Denise LaSalle singles chronology
| "Here I Am Again" (1975) | "Married But Not to Each Other" (1976) | "Hellfire Loving" (1976) |

= Married, But Not to Each Other =

"Married But Not to Each Other" is a song originally recorded by American R&B artist Denise LaSalle. It was composed by LaSalle, along with Francis Miller. LaSalle's original version became a major hit on the American R&B music chart in 1976, reaching the top 20 that year. It was one of several singles composed by LaSalle that became a charting single. It was later covered in 1977 by American country artist Barbara Mandrell, whose version reached the top five of the American country chart.

==Background==
Denise LaSalle had initial success in 1971 with her R&B crossover pop hit "Trapped by a Thing Called Love". She had several more years of commercial success and was signed later on by ABC Records where she cut several more records. Unlike other R&B performers of the era, LaSalle recorded songs she composed herself. Among these self-penned songs was the tune "Married But Not to Each Other". LaSalle composed the song with Francis Miller. The track was produced by Crajon Enterprises while she was under contract at Westbound Records in the mid 1970s.

The song discusses both sides of a couple's struggle to hide their external love affairs to avoid hurting each other's feelings.

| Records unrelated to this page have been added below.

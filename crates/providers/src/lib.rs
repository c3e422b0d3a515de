//! Generation endpoint client and retry coordination.
//!
//! [`OpenAiCompatGenerator`] implements the core `StreamGenerator` trait
//! against any OpenAI-compatible `/chat/completions` endpoint (streaming
//! SSE). [`retry::with_retry`] wraps fallible async operations with linear
//! backoff; it is policy-agnostic — the caller decides which errors are
//! worth retrying.

pub mod openai_compat;
pub mod retry;

pub use openai_compat::OpenAiCompatGenerator;
pub use retry::{with_retry, with_retry_if};
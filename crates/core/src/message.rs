//! Chat message domain types.
//!
//! These are the core value objects that flow through the pipeline:
//! User sends an utterance → gate admits it → optimizer trims it →
//! generator streams a reply → ledger stores both turns.

use chrono::{DateTime, Utc};
use serde::{Deserialize, Serialize};
use uuid::Uuid;

use crate::context::ChatContext;

/// The role of a message sender in a conversation.
#[derive(Debug, Clone, Copy, PartialEq, Eq, Serialize, Deserialize)]
#[serde(rename_all = "lowercase")]
pub enum Role {
    /// The end user
    User,
    /// The AI assistant
    Assistant,
}

/// A single message in a conversation.
///
/// Messages are immutable once appended to the ledger, with one exception:
/// metadata may be attached post-hoc (token counts, timing) via
/// [`crate::ConversationLedger::attach_metadata`].
#[derive(Debug, Clone, Serialize, Deserialize)]
pub struct ChatMessage {
    /// Unique message ID
    pub id: String,

    /// Who sent this message
    pub role: Role,

    /// The text content
    pub content: String,

    /// Timestamp
    pub timestamp: DateTime<Utc>,

    /// Editor context snapshot captured when the message was created.
    /// Never mutated afterward.
    #[serde(default, skip_serializing_if = "Option::is_none")]
    pub context: Option<ChatContext>,

    /// Optional metadata (token counts, timing, model info)
    #[serde(default, skip_serializing_if = "Option::is_none")]
    pub metadata: Option<MessageMetadata>,
}

impl ChatMessage {
    /// Create a new user message.
    pub fn user(content: impl Into<String>) -> Self {
        Self {
            id: Uuid::new_v4().to_string(),
            role: Role::User,
            content: content.into(),
            timestamp: Utc::now(),
            context: None,
            metadata: None,
        }
    }

    /// Create a new user message with an editor context snapshot.
    pub fn user_with_context(content: impl Into<String>, context: ChatContext) -> Self {
        Self {
            id: Uuid::new_v4().to_string(),
            role: Role::User,
            content: content.into(),
            timestamp: Utc::now(),
            context: Some(context),
            metadata: None,
        }
    }

    /// Create a new assistant message.
    pub fn assistant(content: impl Into<String>) -> Self {
        Self {
            id: Uuid::new_v4().to_string(),
            role: Role::Assistant,
            content: content.into(),
            timestamp: Utc::now(),
            context: None,
            metadata: None,
        }
    }

    /// Attach metadata, consuming and returning the message.
    pub fn with_metadata(mut self, metadata: MessageMetadata) -> Self {
        self.metadata = Some(metadata);
        self
    }

    /// Whether this message was truncated during history optimization.
    pub fn is_truncated(&self) -> bool {
        self.metadata.as_ref().is_some_and(|m| m.truncated)
    }
}

/// Metadata attached to a message after processing.
#[derive(Debug, Clone, Default, Serialize, Deserialize)]
pub struct MessageMetadata {
    /// Estimated token count of the content
    #[serde(default, skip_serializing_if = "Option::is_none")]
    pub token_count: Option<usize>,

    /// Wall-clock processing time for the turn that produced this message
    #[serde(default, skip_serializing_if = "Option::is_none")]
    pub processing_time_ms: Option<u64>,

    /// Which model generated this message
    #[serde(default, skip_serializing_if = "Option::is_none")]
    pub model: Option<String>,

    /// Set when history optimization cut the content to fit the budget
    #[serde(default, skip_serializing_if = "std::ops::Not::not")]
    pub truncated: bool,
}

impl MessageMetadata {
    /// Metadata marking a message as truncated by history optimization.
    pub fn truncated() -> Self {
        Self {
            truncated: true,
            ..Self::default()
        }
    }
}
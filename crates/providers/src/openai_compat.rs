//! OpenAI-compatible streaming generator.
//!
//! Works with any endpoint exposing the `/chat/completions` SSE protocol:
//! each line of the response body is blank, a `data: <json>` event, or the
//! literal `data: [DONE]` sentinel. Fragments are the incremental text at
//! `choices[0].delta.content`.

use async_trait::async_trait;
use futures::StreamExt;
use serde::Deserialize;
use tracing::{debug, trace, warn};

use scribeflow_config::ChatConfig;
use scribeflow_core::error::GeneratorError;
use scribeflow_core::generator::StreamGenerator;

/// A streaming generator backed by an OpenAI-compatible HTTP endpoint.
pub struct OpenAiCompatGenerator {
    name: String,
    base_url: String,
    api_key: String,
    model: String,
    max_tokens: usize,
    client: reqwest::Client,
}

impl OpenAiCompatGenerator {
    /// Create a new generator.
    pub fn new(
        name: impl Into<String>,
        base_url: impl Into<String>,
        api_key: impl Into<String>,
        model: impl Into<String>,
        max_tokens: usize,
        timeout: std::time::Duration,
    ) -> Self {
        let client = reqwest::Client::builder()
            .timeout(timeout)
            .build()
            .expect("Failed to create HTTP client");

        Self {
            name: name.into(),
            base_url: base_url.into().trim_end_matches('/').to_string(),
            api_key: api_key.into(),
            model: model.into(),
            max_tokens,
            client,
        }
    }

    /// Build a generator from the application config.
    pub fn from_config(config: &ChatConfig) -> Result<Self, GeneratorError> {
        let api_key = config.api_key.clone().ok_or_else(|| {
            GeneratorError::NotConfigured("No API key in config or environment".into())
        })?;

        Ok(Self::new(
            "openai_compat",
            config.base_url.clone(),
            api_key,
            config.model.clone(),
            config.budget.max_tokens,
            std::time::Duration::from_secs(config.request_timeout_secs),
        ))
    }

    /// The wire request: model id, system context message followed by the
    /// user prompt message, a token cap, and the streaming flag.
    fn build_request_body(&self, prompt: &str, context: &str) -> serde_json::Value {
        let mut messages = Vec::new();
        if !context.is_empty() {
            messages.push(serde_json::json!({ "role": "system", "content": context }));
        }
        messages.push(serde_json::json!({ "role": "user", "content": prompt }));

        serde_json::json!({
            "model": self.model,
            "messages": messages,
            "max_tokens": self.max_tokens,
            "stream": true,
        })
    }
}

#[async_trait]
impl StreamGenerator for OpenAiCompatGenerator {
    fn name(&self) -> &str {
        &self.name
    }

    async fn generate(
        &self,
        prompt: &str,
        context: &str,
    ) -> Result<
        tokio::sync::mpsc::Receiver<Result<String, GeneratorError>>,
        GeneratorError,
    > {
        let url = format!("{}/chat/completions", self.base_url);
        let body = self.build_request_body(prompt, context);

        debug!(generator = %self.name, model = %self.model, "Sending streaming request");

        let response = self
            .client
            .post(&url)
            .header("Authorization", format!("Bearer {}", self.api_key))
            .header("Content-Type", "application/json")
            .header("Accept", "text/event-stream")
            .json(&body)
            .send()
            .await
            .map_err(|e| {
                if e.is_timeout() {
                    GeneratorError::Timeout(e.to_string())
                } else {
                    GeneratorError::Network(e.to_string())
                }
            })?;

        // Fail fast on a non-success status, before yielding any fragment.
        let status = response.status().as_u16();

        if status == 429 {
            return Err(GeneratorError::RateLimited {
                retry_after_secs: 5,
            });
        }

        if status == 401 || status == 403 {
            return Err(GeneratorError::AuthenticationFailed(
                "Invalid API key or insufficient permissions".into(),
            ));
        }

        if status != 200 {
            let error_body = response.text().await.unwrap_or_default();
            warn!(status, body = %error_body, "Endpoint returned error");
            return Err(GeneratorError::ApiError {
                status_code: status,
                message: error_body,
            });
        }

        let (tx, rx) = tokio::sync::mpsc::channel(64);
        let generator_name = self.name.clone();

        // Read the SSE byte stream and forward parsed fragments. The
        // response body is owned by this task, so the network resource is
        // released exactly once — when the task returns, on every path.
        tokio::spawn(async move {
            let mut byte_stream = response.bytes_stream();
            let mut accumulator = SseAccumulator::new(generator_name);

            while let Some(chunk_result) = byte_stream.next().await {
                let bytes = match chunk_result {
                    Ok(b) => b,
                    Err(e) => {
                        let _ = tx
                            .send(Err(GeneratorError::StreamInterrupted(e.to_string())))
                            .await;
                        return;
                    }
                };

                for event in accumulator.push(&String::from_utf8_lossy(&bytes)) {
                    match event {
                        SseEvent::Fragment(text) => {
                            if tx.send(Ok(text)).await.is_err() {
                                return; // receiver dropped
                            }
                        }
                        SseEvent::Done => return,
                    }
                }
            }
            // Stream ended without [DONE] — closing the channel ends the
            // fragment sequence.
        });

        Ok(rx)
    }
}

/// One parsed SSE event.
#[derive(Debug, PartialEq)]
enum SseEvent {
    /// An incremental text fragment
    Fragment(String),
    /// The `[DONE]` sentinel
    Done,
}

/// Line-oriented SSE parser that buffers partial reads.
///
/// A line may span two reads; the incomplete trailing line is held back
/// until the next `push`. After `[DONE]` every further byte is ignored.
struct SseAccumulator {
    generator: String,
    buffer: String,
    done: bool,
}

impl SseAccumulator {
    fn new(generator: String) -> Self {
        Self {
            generator,
            buffer: String::new(),
            done: false,
        }
    }

    /// Feed one read's worth of text; returns the events completed by it.
    fn push(&mut self, chunk: &str) -> Vec<SseEvent> {
        let mut events = Vec::new();
        if self.done {
            return events;
        }

        self.buffer.push_str(chunk);

        while let Some(line_end) = self.buffer.find('\n') {
            let line = self.buffer[..line_end].trim_end_matches('\r').to_string();
            self.buffer.drain(..=line_end);

            // Skip blank lines and SSE comments
            if line.is_empty() || line.starts_with(':') {
                continue;
            }

            let Some(data) = line.strip_prefix("data:") else {
                continue;
            };
            let data = data.trim();

            if data == "[DONE]" {
                self.done = true;
                events.push(SseEvent::Done);
                return events;
            }

            match serde_json::from_str::<StreamResponse>(data) {
                Ok(parsed) => {
                    let fragment = parsed
                        .choices
                        .first()
                        .and_then(|c| c.delta.content.clone());
                    if let Some(text) = fragment
                        && !text.is_empty()
                    {
                        events.push(SseEvent::Fragment(text));
                    }
                }
                Err(e) => {
                    trace!(
                        generator = %self.generator,
                        data = %data,
                        error = %e,
                        "Ignoring unparseable SSE chunk"
                    );
                }
            }
        }

        events
    }
}

// --- Streaming SSE types ---

/// A single SSE `data: {...}` chunk from a streaming response.
#[derive(Debug, Deserialize)]
struct StreamResponse {
    #[serde(default)]
    choices: Vec<StreamChoice>,
}

#[derive(Debug, Deserialize)]
struct StreamChoice {
    delta: StreamDelta,
    #[serde(default)]
    #[allow(dead_code)]
    finish_reason: Option<String>,
}

#[derive(Debug, Deserialize)]
struct StreamDelta {
    #[serde(default)]
    content: Option<String>,
}
//! Safety validation for scribeflow — request screening and response
//! sanitization.
//!
//! The pipeline consumes the [`SafetyValidator`] trait from core; this
//! crate provides the rule-table-driven implementation. The tables are
//! plain data so deployments can swap in their own.

mod rules;
mod sanitize;

pub use rules::{RuleBasedValidator, SafetyRules};
pub use sanitize::sanitize_text;

use scribeflow_core::safety::{SafetyValidator, ValidationReport};

/// A validator that accepts everything and passes responses through
/// untouched. Useful for tests and fully-trusted deployments.
pub struct PassthroughValidator;

impl SafetyValidator for PassthroughValidator {
    fn validate_request(&self, _text: &str) -> ValidationReport {
        ValidationReport::valid()
    }

    fn sanitize_response(&self, text: &str) -> String {
        text.to_string()
    }
}

#[cfg(test)]
mod tests {
    use super::*;

    #[test]
    fn passthrough_accepts_anything() {
        let report = PassthroughValidator.validate_request("rm -rf /");
        assert!(report.is_valid);
        assert_eq!(PassthroughValidator.sanitize_response("x\u{0007}y"), "x\u{0007}y");
    }
}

==Release and chart performance==
"Married But Not to Each Other" was released as a single on Westbound Records in March 1976. The single was pressed as a seven inch vinyl recording containing a B-side titled "Who's the Fool" (also penned by LaSalle). The single spent 17 weeks on America's Billboard R&B songs chart, peaking at number 16 in May 1976. The song was one of her final top 20 hits in her recording career. The song also climbed to number two on the Billboard Bubbling Under Hot 100 singles chart in 1976. In 1976, the song appeared on LaSalle's studio album titled Here I Am Again.

==Track listing==
7" vinyl single
- "Married But Not to Each Other" – 3:40
- "Who's the Fool" – 2:39

==Charts==

Chart performance for "Married, But Not to Each Other"
| Chart (1976) | Peak position |
|---|---|
| US Bubbling Under Hot 100 (Billboard) | 2 |
| US Hot R&B/Hip-Hop Songs (Billboard) | 16 |

==Barbara Mandrell cover==

===Background and recording===
"Married But Not to Each Other" was notably covered by American country artist Barbara Mandrell in 1977. She had recently signed with ABC/Dot Records and began working with producer Tom Collins. Collins helped establish Mandrell's breakthrough as a country artist by shifting her towards a country pop style that incorporated R&B elements. Among the songs she recorded for ABC/Dot was Denise LaSalle's "Married But Not to Each Other". Tom Collins produced Mandrell on the recording in September 1976.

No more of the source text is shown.